Your instructions:
The required lines are those that contain "number"; pull them out of the data and copy them.

##############################

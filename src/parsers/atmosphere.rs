//! # 大气剖面与极端微生物表格解析器
//!
//! 校验两张输入表的列结构，并把每行转换为类型化记录。
//!
//! ## 列要求
//! 所有列均为必需。缺少任一列时返回 `SchemaError`，
//! 错误信息同时列出两张表实际拥有的全部列名，便于排查输入文件不匹配。
//!
//! ## 依赖关系
//! - 被 `habitability/matcher.rs` 调用
//! - 使用 `parsers/table.rs`
//! - 使用 `models/atmosphere.rs`

use super::table::{cell, Column, Table};
use crate::error::{ExobiomaError, Result};
use crate::models::{AtmosphericProfile, ExtremophileTolerance, Interval};

use csv::StringRecord;

// ─────────────────────────────────────────────────────────────
// 大气剖面列
// ─────────────────────────────────────────────────────────────
pub const NAME: Column = Column::new("name", &["Nome"]);
pub const ALTITUDE: Column = Column::new("altitude_km", &["Altitudine(km)"]);
pub const PRESSURE: Column = Column::new("pressure_atm", &["Pressione(atm)"]);
pub const TEMPERATURE: Column = Column::new("temperature_c", &["Temperatura(°C)"]);
pub const HUMIDITY: Column = Column::new("humidity_pct", &["Umidita(%)"]);
pub const PH: Column = Column::new("ph", &["pH"]);
pub const XRAY: Column = Column::new("xray_msv_per_year", &["Radiazioni_X(mSv/anno)"]);
pub const UV: Column = Column::new("uv_w_per_m2", &["Radiazioni_UV(W/m2)"]);

pub const PROFILE_COLUMNS: [Column; 8] = [
    NAME,
    ALTITUDE,
    PRESSURE,
    TEMPERATURE,
    HUMIDITY,
    PH,
    XRAY,
    UV,
];

// ─────────────────────────────────────────────────────────────
// 微生物耐受列
// ─────────────────────────────────────────────────────────────
pub const PRESSURE_MIN: Column = Column::new("pressure_min_atm", &["Pressione_min(atm)"]);
pub const PRESSURE_MAX: Column = Column::new("pressure_max_atm", &["Pressione_max(atm)"]);
pub const TEMPERATURE_MIN: Column = Column::new("temperature_min_c", &["Temperatura_min(°C)"]);
pub const TEMPERATURE_MAX: Column = Column::new("temperature_max_c", &["Temperatura_max(°C)"]);
pub const HUMIDITY_MIN: Column = Column::new("humidity_min_pct", &["Umidita_min(%)"]);
pub const HUMIDITY_MAX: Column = Column::new("humidity_max_pct", &["Umidita_max(%)"]);
pub const PH_MIN: Column = Column::new("ph_min", &["pH_min"]);
pub const PH_MAX: Column = Column::new("ph_max", &["pH_max"]);
pub const XRAY_MAX: Column =
    Column::new("xray_max_msv_per_year", &["Radiazioni_X_max(mSv/anno)"]);
pub const UV_MAX: Column = Column::new("uv_max_w_per_m2", &["Radiazioni_UV_max(W/m2)"]);

pub const TOLERANCE_COLUMNS: [Column; 11] = [
    NAME,
    PRESSURE_MIN,
    PRESSURE_MAX,
    TEMPERATURE_MIN,
    TEMPERATURE_MAX,
    HUMIDITY_MIN,
    HUMIDITY_MAX,
    PH_MIN,
    PH_MAX,
    XRAY_MAX,
    UV_MAX,
];

/// 同时校验两张表的列结构
pub fn validate_schema(atmosphere: &Table, extremophiles: &Table) -> Result<()> {
    let present = || {
        format!(
            "  atmosphere   {}\n  extremophile {}",
            atmosphere.describe_headers(),
            extremophiles.describe_headers()
        )
    };

    for column in &PROFILE_COLUMNS {
        if atmosphere.find(column).is_none() {
            return Err(ExobiomaError::SchemaError {
                field: column.name.to_string(),
                table: atmosphere.source().to_string(),
                present: present(),
            });
        }
    }

    for column in &TOLERANCE_COLUMNS {
        if extremophiles.find(column).is_none() {
            return Err(ExobiomaError::SchemaError {
                field: column.name.to_string(),
                table: extremophiles.source().to_string(),
                present: present(),
            });
        }
    }

    Ok(())
}

/// 行访问器：列索引已解析完毕
struct RowReader<'a> {
    table: &'a Table,
    row: &'a StringRecord,
    /// 文件中的行号（表头为第 1 行）
    line: usize,
}

impl<'a> RowReader<'a> {
    fn index(&self, column: &Column) -> Result<usize> {
        self.table
            .find(column)
            .ok_or_else(|| ExobiomaError::SchemaError {
                field: column.name.to_string(),
                table: self.table.source().to_string(),
                present: format!("  {}", self.table.describe_headers()),
            })
    }

    fn text(&self, column: &Column) -> Result<String> {
        let idx = self.index(column)?;
        Ok(cell(self.row, Some(idx)).unwrap_or_default().to_string())
    }

    /// 数值单元格；空单元格视为未知 (NaN)
    fn number(&self, column: &Column) -> Result<f64> {
        let idx = self.index(column)?;
        match cell(self.row, Some(idx)) {
            None => Ok(f64::NAN),
            Some(text) => text.parse::<f64>().map_err(|e| ExobiomaError::ParseError {
                path: self.table.source().to_string(),
                row: self.line,
                column: column.name.to_string(),
                reason: format!("'{}' is not a number ({})", text, e),
            }),
        }
    }

    fn interval(&self, min: &Column, max: &Column) -> Result<Interval> {
        Ok(Interval::new(self.number(min)?, self.number(max)?))
    }
}

fn readers(table: &Table) -> impl Iterator<Item = RowReader<'_>> {
    table.rows().iter().enumerate().map(move |(i, row)| RowReader {
        table,
        row,
        line: i + 2,
    })
}

/// 解析大气剖面表
pub fn parse_profiles(table: &Table) -> Result<Vec<AtmosphericProfile>> {
    readers(table)
        .map(|r| {
            Ok(AtmosphericProfile {
                name: r.text(&NAME)?,
                altitude_km: r.number(&ALTITUDE)?,
                pressure_atm: r.number(&PRESSURE)?,
                temperature_c: r.number(&TEMPERATURE)?,
                humidity_pct: r.number(&HUMIDITY)?,
                ph: r.number(&PH)?,
                xray_msv_per_year: r.number(&XRAY)?,
                uv_w_per_m2: r.number(&UV)?,
            })
        })
        .collect()
}

/// 解析极端微生物耐受表
pub fn parse_tolerances(table: &Table) -> Result<Vec<ExtremophileTolerance>> {
    readers(table)
        .map(|r| {
            Ok(ExtremophileTolerance {
                name: r.text(&NAME)?,
                pressure_atm: r.interval(&PRESSURE_MIN, &PRESSURE_MAX)?,
                temperature_c: r.interval(&TEMPERATURE_MIN, &TEMPERATURE_MAX)?,
                humidity_pct: r.interval(&HUMIDITY_MIN, &HUMIDITY_MAX)?,
                ph: r.interval(&PH_MIN, &PH_MAX)?,
                xray_max_msv_per_year: r.number(&XRAY_MAX)?,
                uv_max_w_per_m2: r.number(&UV_MAX)?,
            })
        })
        .collect()
}
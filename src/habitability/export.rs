//! # 可居住性结果导出
//!
//! 把判定结果写入 CSV（每个 剖面 × 微生物 组合一行）。
//!
//! ## 依赖关系
//! - 被 `commands/habitability.rs` 调用
//! - 使用 `csv` + `serde` 写入

use crate::error::{ExobiomaError, Result};
use crate::models::HabitabilityVerdict;

use std::path::Path;

/// 导出判定结果为 CSV
pub fn to_csv(verdicts: &[HabitabilityVerdict], output_path: &Path) -> Result<()> {
    let mut wtr = csv::Writer::from_path(output_path)?;

    for verdict in verdicts {
        wtr.serialize(verdict)?;
    }

    wtr.flush().map_err(|e| ExobiomaError::FileWriteError {
        path: output_path.display().to_string(),
        source: e,
    })?;

    Ok(())
}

##############################

Exercise output:
    fn number(&self, column: &Column) -> Result<f64> {
                reason: format!("'{}' is not a number ({})", text, e),
        Ok(Interval::new(self.number(min)?, self.number(max)?))
                altitude_km: r.number(&ALTITUDE)?,
                pressure_atm: r.number(&PRESSURE)?,
                temperature_c: r.number(&TEMPERATURE)?,
                humidity_pct: r.number(&HUMIDITY)?,
                ph: r.number(&PH)?,
                xray_msv_per_year: r.number(&XRAY)?,
                uv_w_per_m2: r.number(&UV)?,
                xray_max_msv_per_year: r.number(&XRAY_MAX)?,
                uv_max_w_per_m2: r.number(&UV_MAX)?,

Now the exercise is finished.